Record excerpts: Begin
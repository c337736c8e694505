//! Draft/publish transitions.
//!
//! # Lifecycle
//!
//! ```text
//! NO_DRAFT_UNPUBLISHED --update_draft--> DRAFT_UNPUBLISHED
//! DRAFT_UNPUBLISHED    --publish------> PUBLISHED_NO_DRAFT
//! DRAFT_UNPUBLISHED    --discard------> NO_DRAFT_UNPUBLISHED
//! PUBLISHED_NO_DRAFT   --update_draft--> PUBLISHED_WITH_DRAFT
//! PUBLISHED_WITH_DRAFT --publish------> PUBLISHED_NO_DRAFT
//! PUBLISHED_WITH_DRAFT --discard------> PUBLISHED_NO_DRAFT
//! ```
//!
//! Publishing without a pending draft changes nothing and reports
//! [`PublishOutcome::NothingToPublish`]. Unknown IDs return
//! `RegistryError::NotFound` without touching the store.
//!
//! Every operation accepts an optional expected version. `None` means
//! last write wins.

use std::sync::Arc;

use chrono::Utc;
use tracing::instrument;

use marketstall_core::{Business, BusinessId, SettingsOverride};

use super::views::StorefrontViews;
use crate::error::add_breadcrumb;
use crate::registry::{BusinessRepository, RegistryError};

/// Result of a publish request.
#[derive(Debug, Clone, PartialEq, Eq)]
pub enum PublishOutcome {
    /// The draft became the published settings.
    Published(Business),
    /// There was no pending draft; the business is unchanged.
    NothingToPublish(Business),
}

impl PublishOutcome {
    /// The business as stored after the request.
    #[must_use]
    pub const fn business(&self) -> &Business {
        match self {
            Self::Published(b) | Self::NothingToPublish(b) => b,
        }
    }

    /// Consume the outcome, returning the business.
    #[must_use]
    pub fn into_business(self) -> Business {
        match self {
            Self::Published(b) | Self::NothingToPublish(b) => b,
        }
    }

    /// Whether anything was published.
    #[must_use]
    pub const fn is_published(&self) -> bool {
        matches!(self, Self::Published(_))
    }
}

/// Applies vendor edits to businesses.
#[derive(Clone)]
pub struct PublishingService {
    registry: Arc<dyn BusinessRepository>,
    views: StorefrontViews,
}

impl PublishingService {
    /// Create a publishing service.
    ///
    /// `views` must read from the same registry so publishes can refresh
    /// its cache.
    #[must_use]
    pub fn new(registry: Arc<dyn BusinessRepository>, views: StorefrontViews) -> Self {
        Self { registry, views }
    }

    /// Merge `patch` into the business's draft, creating the draft if needed.
    ///
    /// # Errors
    ///
    /// Returns `RegistryError::NotFound` for an unknown ID and
    /// `RegistryError::VersionConflict` for a stale `expected_version`.
    #[instrument(skip(self, patch), fields(business_id = %id))]
    pub fn update_draft(
        &self,
        id: BusinessId,
        patch: SettingsOverride,
        expected_version: Option<u64>,
    ) -> Result<Business, RegistryError> {
        let now = Utc::now();
        let mut patch = Some(patch);
        let business = self.registry.modify(id, expected_version, &mut |b| {
            patch.take().is_some_and(|p| b.apply_draft_patch(p, now))
        })?;

        tracing::info!(
            slug = %business.slug,
            lifecycle = %business.lifecycle(),
            version = business.version,
            "Draft updated"
        );
        Ok(business)
    }

    /// Promote the pending draft to the published settings.
    ///
    /// # Errors
    ///
    /// Returns `RegistryError::NotFound` for an unknown ID and
    /// `RegistryError::VersionConflict` for a stale `expected_version`.
    #[instrument(skip(self), fields(business_id = %id))]
    pub async fn publish(
        &self,
        id: BusinessId,
        expected_version: Option<u64>,
    ) -> Result<PublishOutcome, RegistryError> {
        let now = Utc::now();
        let mut promoted = false;
        let business = self.registry.modify(id, expected_version, &mut |b| {
            promoted = b.promote_draft(now);
            promoted
        })?;

        if !promoted {
            tracing::debug!(slug = %business.slug, "No pending draft to publish");
            return Ok(PublishOutcome::NothingToPublish(business));
        }

        self.views.refresh(&business).await;

        let id_str = id.to_string();
        add_breadcrumb(
            "publishing",
            "Published storefront settings",
            Some(&[("business_id", id_str.as_str()), ("slug", business.slug.as_str())]),
        );
        tracing::info!(
            slug = %business.slug,
            lifecycle = %business.lifecycle(),
            version = business.version,
            "Draft published"
        );
        Ok(PublishOutcome::Published(business))
    }

    /// Throw away the pending draft. Published settings are untouched.
    ///
    /// # Errors
    ///
    /// Returns `RegistryError::NotFound` for an unknown ID and
    /// `RegistryError::VersionConflict` for a stale `expected_version`.
    #[instrument(skip(self), fields(business_id = %id))]
    pub fn discard_draft(
        &self,
        id: BusinessId,
        expected_version: Option<u64>,
    ) -> Result<Business, RegistryError> {
        let business = self
            .registry
            .modify(id, expected_version, &mut Business::clear_draft)?;

        tracing::info!(
            slug = %business.slug,
            lifecycle = %business.lifecycle(),
            version = business.version,
            "Draft discarded"
        );
        Ok(business)
    }
}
Record excerpts: End
* Work request
Please restate each record exactly as it reads.

* Problem solution
repository c337736c8e694505
//! Draft/publish transitions.
//!
//! # Lifecycle
//!
//! ```text
//! NO_DRAFT_UNPUBLISHED --update_draft--> DRAFT_UNPUBLISHED
//! DRAFT_UNPUBLISHED    --publish------> PUBLISHED_NO_DRAFT
//! DRAFT_UNPUBLISHED    --discard------> NO_DRAFT_UNPUBLISHED
//! PUBLISHED_NO_DRAFT   --update_draft--> PUBLISHED_WITH_DRAFT
//! PUBLISHED_WITH_DRAFT --publish------> PUBLISHED_NO_DRAFT
//! PUBLISHED_WITH_DRAFT --discard------> PUBLISHED_NO_DRAFT
//! ```
//!
//! Publishing without a pending draft changes nothing and reports
//! [`PublishOutcome::NothingToPublish`]. Unknown IDs return
//! `RegistryError::NotFound` without touching the store.
//!
//! Every operation accepts an optional expected version. `None` means
//! last write wins.

use std::sync::Arc;

use chrono::Utc;
use tracing::instrument;

use marketstall_core::{Business, BusinessId, SettingsOverride};

use super::views::StorefrontViews;
use crate::error::add_breadcrumb;
use crate::registry::{BusinessRepository, RegistryError};

/// Result of a publish request.
#[derive(Debug, Clone, PartialEq, Eq)]
pub enum PublishOutcome {
    /// The draft became the published settings.
    Published(Business),
    /// There was no pending draft; the business is unchanged.
    NothingToPublish(Business),
}

impl PublishOutcome {
    /// The business as stored after the request.
    #[must_use]
    pub const fn business(&self) -> &Business {
        match self {
            Self::Published(b) | Self::NothingToPublish(b) => b,
        }
    }

    /// Consume the outcome, returning the business.
    #[must_use]
    pub fn into_business(self) -> Business {
        match self {
            Self::Published(b) | Self::NothingToPublish(b) => b,
        }
    }

    /// Whether anything was published.
    #[must_use]
    pub const fn is_published(&self) -> bool {
        matches!(self, Self::Published(_))
    }
}

/// Applies vendor edits to businesses.
#[derive(Clone)]
pub struct PublishingService {
    registry: Arc<dyn BusinessRepository>,
    views: StorefrontViews,
}

impl PublishingService {
    /// Create a publishing service.
    ///
    /// `views` must read from the same registry so publishes can refresh
    /// its cache.
    #[must_use]
    pub fn new(registry: Arc<dyn BusinessRepository>, views: StorefrontViews) -> Self {
        Self { registry, views }
    }

    /// Merge `patch` into the business's draft, creating the draft if needed.
    ///
    /// # Errors
    ///
    /// Returns `RegistryError::NotFound` for an unknown ID and
    /// `RegistryError::VersionConflict` for a stale `expected_version`.
    #[instrument(skip(self, patch), fields(business_id = %id))]
    pub fn update_draft(
        &self,
        id: BusinessId,
        patch: SettingsOverride,
        expected_version: Option<u64>,
    ) -> Result<Business, RegistryError> {
        let now = Utc::now();
        let mut patch = Some(patch);
        let business = self.registry.modify(id, expected_version, &mut |b| {
            patch.take().is_some_and(|p| b.apply_draft_patch(p, now))
        })?;

        tracing::info!(
            slug = %business.slug,
            lifecycle = %business.lifecycle(),
            version = business.version,
            "Draft updated"
        );
        Ok(business)
    }

    /// Promote the pending draft to the published settings.
    ///
    /// # Errors
    ///
    /// Returns `RegistryError::NotFound` for an unknown ID and
    /// `RegistryError::VersionConflict` for a stale `expected_version`.
    #[instrument(skip(self), fields(business_id = %id))]
    pub async fn publish(
        &self,
        id: BusinessId,
        expected_version: Option<u64>,
    ) -> Result<PublishOutcome, RegistryError> {
        let now = Utc::now();
        let mut promoted = false;
        let business = self.registry.modify(id, expected_version, &mut |b| {
            promoted = b.promote_draft(now);
            promoted
        })?;

        if !promoted {
            tracing::debug!(slug = %business.slug, "No pending draft to publish");
            return Ok(PublishOutcome::NothingToPublish(business));
        }

        self.views.refresh(&business).await;

        let id_str = id.to_string();
        add_breadcrumb(
            "publishing",
            "Published storefront settings",
            Some(&[("business_id", id_str.as_str()), ("slug", business.slug.as_str())]),
        );
        tracing::info!(
            slug = %business.slug,
            lifecycle = %business.lifecycle(),
            version = business.version,
            "Draft published"
        );
        Ok(PublishOutcome::Published(business))
    }

    /// Throw away the pending draft. Published settings are untouched.
    ///
    /// # Errors
    ///
    /// Returns `RegistryError::NotFound` for an unknown ID and
    /// `RegistryError::VersionConflict` for a stale `expected_version`.
    #[instrument(skip(self), fields(business_id = %id))]
    pub fn discard_draft(
        &self,
        id: BusinessId,
        expected_version: Option<u64>,
    ) -> Result<Business, RegistryError> {
        let business = self
            .registry
            .modify(id, expected_version, &mut Business::clear_draft)?;

        tracing::info!(
            slug = %business.slug,
            lifecycle = %business.lifecycle(),
            version = business.version,
            "Draft discarded"
        );
        Ok(business)
    }
}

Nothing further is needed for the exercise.